_PROBLEM TO WORK ON_. After finding the line with "use base64::Engine as _;" in the data below, set down exactly each line through the one with "self.fifo.push_back(frame);", inclusive, and stop there.
== THE INPUT ==
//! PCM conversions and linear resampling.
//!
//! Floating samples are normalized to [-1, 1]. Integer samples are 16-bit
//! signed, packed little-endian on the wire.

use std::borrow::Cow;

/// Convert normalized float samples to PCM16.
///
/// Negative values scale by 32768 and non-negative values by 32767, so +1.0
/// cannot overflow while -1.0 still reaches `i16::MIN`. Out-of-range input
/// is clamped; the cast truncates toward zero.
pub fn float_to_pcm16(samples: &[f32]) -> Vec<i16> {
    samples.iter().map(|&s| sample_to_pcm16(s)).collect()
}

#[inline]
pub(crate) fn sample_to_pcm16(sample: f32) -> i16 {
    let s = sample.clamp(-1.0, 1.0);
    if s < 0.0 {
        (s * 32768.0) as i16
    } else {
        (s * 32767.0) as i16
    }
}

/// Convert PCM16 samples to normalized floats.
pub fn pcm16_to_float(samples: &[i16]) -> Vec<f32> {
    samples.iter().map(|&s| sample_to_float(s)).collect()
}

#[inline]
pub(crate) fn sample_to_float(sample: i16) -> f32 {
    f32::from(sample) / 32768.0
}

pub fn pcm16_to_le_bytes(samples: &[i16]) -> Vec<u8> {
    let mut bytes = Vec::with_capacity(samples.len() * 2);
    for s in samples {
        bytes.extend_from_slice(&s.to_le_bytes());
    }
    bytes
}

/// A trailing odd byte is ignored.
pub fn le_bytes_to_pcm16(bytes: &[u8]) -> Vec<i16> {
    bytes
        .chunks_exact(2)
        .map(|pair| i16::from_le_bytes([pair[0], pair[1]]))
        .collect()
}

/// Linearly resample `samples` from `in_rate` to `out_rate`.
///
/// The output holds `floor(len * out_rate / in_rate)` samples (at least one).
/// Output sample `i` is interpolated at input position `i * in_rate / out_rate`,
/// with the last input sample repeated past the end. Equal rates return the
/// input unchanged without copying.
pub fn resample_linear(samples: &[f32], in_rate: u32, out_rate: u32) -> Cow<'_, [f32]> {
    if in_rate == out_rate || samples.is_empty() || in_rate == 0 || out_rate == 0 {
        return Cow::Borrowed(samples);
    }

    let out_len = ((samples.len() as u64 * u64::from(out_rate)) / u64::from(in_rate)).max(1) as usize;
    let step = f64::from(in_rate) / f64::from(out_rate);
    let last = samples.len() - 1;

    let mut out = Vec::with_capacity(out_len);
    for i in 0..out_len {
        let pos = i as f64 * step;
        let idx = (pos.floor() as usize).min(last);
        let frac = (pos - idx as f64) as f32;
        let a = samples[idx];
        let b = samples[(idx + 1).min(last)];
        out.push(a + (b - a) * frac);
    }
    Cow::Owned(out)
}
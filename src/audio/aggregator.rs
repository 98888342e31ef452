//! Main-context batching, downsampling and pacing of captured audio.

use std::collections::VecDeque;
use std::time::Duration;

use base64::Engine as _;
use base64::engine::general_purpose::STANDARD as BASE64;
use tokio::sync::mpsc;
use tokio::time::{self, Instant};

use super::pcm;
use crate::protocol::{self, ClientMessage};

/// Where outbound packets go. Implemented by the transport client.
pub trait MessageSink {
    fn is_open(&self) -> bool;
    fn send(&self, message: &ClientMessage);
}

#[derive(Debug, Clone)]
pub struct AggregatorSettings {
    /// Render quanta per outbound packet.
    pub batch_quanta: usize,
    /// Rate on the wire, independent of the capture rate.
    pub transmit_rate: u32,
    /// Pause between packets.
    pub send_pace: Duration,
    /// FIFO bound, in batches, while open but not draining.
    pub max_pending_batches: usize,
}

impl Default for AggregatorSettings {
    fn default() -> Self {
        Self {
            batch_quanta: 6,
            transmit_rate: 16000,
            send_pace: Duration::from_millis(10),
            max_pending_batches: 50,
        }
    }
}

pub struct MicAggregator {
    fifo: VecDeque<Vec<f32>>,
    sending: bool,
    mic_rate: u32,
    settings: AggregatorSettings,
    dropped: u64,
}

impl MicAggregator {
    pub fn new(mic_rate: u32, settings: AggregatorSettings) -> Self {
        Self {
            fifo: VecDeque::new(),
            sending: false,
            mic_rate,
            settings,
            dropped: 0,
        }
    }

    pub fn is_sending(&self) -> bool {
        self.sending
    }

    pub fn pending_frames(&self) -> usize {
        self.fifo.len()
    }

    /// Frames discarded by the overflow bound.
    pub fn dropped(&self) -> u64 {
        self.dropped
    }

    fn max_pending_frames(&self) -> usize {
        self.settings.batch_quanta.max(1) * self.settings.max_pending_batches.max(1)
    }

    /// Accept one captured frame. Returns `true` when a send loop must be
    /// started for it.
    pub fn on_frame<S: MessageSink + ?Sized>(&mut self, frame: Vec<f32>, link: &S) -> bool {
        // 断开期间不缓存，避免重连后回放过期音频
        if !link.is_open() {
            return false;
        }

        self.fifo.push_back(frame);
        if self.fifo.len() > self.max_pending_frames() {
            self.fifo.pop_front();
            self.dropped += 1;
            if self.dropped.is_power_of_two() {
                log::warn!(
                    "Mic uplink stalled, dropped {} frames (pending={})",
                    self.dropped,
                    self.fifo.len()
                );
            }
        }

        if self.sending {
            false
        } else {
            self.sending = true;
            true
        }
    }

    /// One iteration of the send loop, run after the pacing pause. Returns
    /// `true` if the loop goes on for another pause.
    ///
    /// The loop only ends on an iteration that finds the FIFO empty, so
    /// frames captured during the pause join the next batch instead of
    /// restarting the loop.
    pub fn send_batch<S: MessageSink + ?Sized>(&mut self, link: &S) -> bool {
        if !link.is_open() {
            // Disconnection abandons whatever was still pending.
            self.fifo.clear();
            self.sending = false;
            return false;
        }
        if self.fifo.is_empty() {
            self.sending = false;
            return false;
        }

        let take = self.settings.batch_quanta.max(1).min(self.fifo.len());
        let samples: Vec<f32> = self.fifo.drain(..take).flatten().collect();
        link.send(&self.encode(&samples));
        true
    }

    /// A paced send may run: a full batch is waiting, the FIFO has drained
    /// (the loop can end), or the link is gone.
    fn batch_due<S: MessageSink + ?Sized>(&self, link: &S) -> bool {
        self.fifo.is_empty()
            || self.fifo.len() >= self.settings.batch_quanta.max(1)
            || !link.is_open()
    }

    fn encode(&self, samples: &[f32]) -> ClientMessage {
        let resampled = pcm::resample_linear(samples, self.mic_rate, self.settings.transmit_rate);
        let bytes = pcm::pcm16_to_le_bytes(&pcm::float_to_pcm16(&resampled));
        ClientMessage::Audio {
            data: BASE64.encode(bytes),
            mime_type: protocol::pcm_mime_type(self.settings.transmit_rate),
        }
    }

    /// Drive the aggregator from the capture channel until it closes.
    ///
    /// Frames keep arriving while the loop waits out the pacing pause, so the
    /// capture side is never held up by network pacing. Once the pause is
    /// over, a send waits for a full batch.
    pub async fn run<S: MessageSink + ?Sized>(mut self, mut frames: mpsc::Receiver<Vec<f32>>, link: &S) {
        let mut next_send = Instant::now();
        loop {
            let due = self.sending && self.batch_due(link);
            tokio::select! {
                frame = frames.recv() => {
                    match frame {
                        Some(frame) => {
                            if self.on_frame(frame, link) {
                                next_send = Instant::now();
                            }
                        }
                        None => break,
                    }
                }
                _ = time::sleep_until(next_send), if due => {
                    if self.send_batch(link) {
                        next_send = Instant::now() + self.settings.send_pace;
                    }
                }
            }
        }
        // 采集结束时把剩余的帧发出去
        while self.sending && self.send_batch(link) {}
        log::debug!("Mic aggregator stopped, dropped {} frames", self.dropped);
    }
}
===
_RESPONSE_.
use base64::Engine as _;
use base64::engine::general_purpose::STANDARD as BASE64;
use tokio::sync::mpsc;
use tokio::time::{self, Instant};

use super::pcm;
use crate::protocol::{self, ClientMessage};

/// Where outbound packets go. Implemented by the transport client.
pub trait MessageSink {
    fn is_open(&self) -> bool;
    fn send(&self, message: &ClientMessage);
}

#[derive(Debug, Clone)]
pub struct AggregatorSettings {
    /// Render quanta per outbound packet.
    pub batch_quanta: usize,
    /// Rate on the wire, independent of the capture rate.
    pub transmit_rate: u32,
    /// Pause between packets.
    pub send_pace: Duration,
    /// FIFO bound, in batches, while open but not draining.
    pub max_pending_batches: usize,
}

impl Default for AggregatorSettings {
    fn default() -> Self {
        Self {
            batch_quanta: 6,
            transmit_rate: 16000,
            send_pace: Duration::from_millis(10),
            max_pending_batches: 50,
        }
    }
}

pub struct MicAggregator {
    fifo: VecDeque<Vec<f32>>,
    sending: bool,
    mic_rate: u32,
    settings: AggregatorSettings,
    dropped: u64,
}

impl MicAggregator {
    pub fn new(mic_rate: u32, settings: AggregatorSettings) -> Self {
        Self {
            fifo: VecDeque::new(),
            sending: false,
            mic_rate,
            settings,
            dropped: 0,
        }
    }

    pub fn is_sending(&self) -> bool {
        self.sending
    }

    pub fn pending_frames(&self) -> usize {
        self.fifo.len()
    }

    /// Frames discarded by the overflow bound.
    pub fn dropped(&self) -> u64 {
        self.dropped
    }

    fn max_pending_frames(&self) -> usize {
        self.settings.batch_quanta.max(1) * self.settings.max_pending_batches.max(1)
    }

    /// Accept one captured frame. Returns `true` when a send loop must be
    /// started for it.
    pub fn on_frame<S: MessageSink + ?Sized>(&mut self, frame: Vec<f32>, link: &S) -> bool {
        // 断开期间不缓存，避免重连后回放过期音频
        if !link.is_open() {
            return false;
        }

        self.fifo.push_back(frame);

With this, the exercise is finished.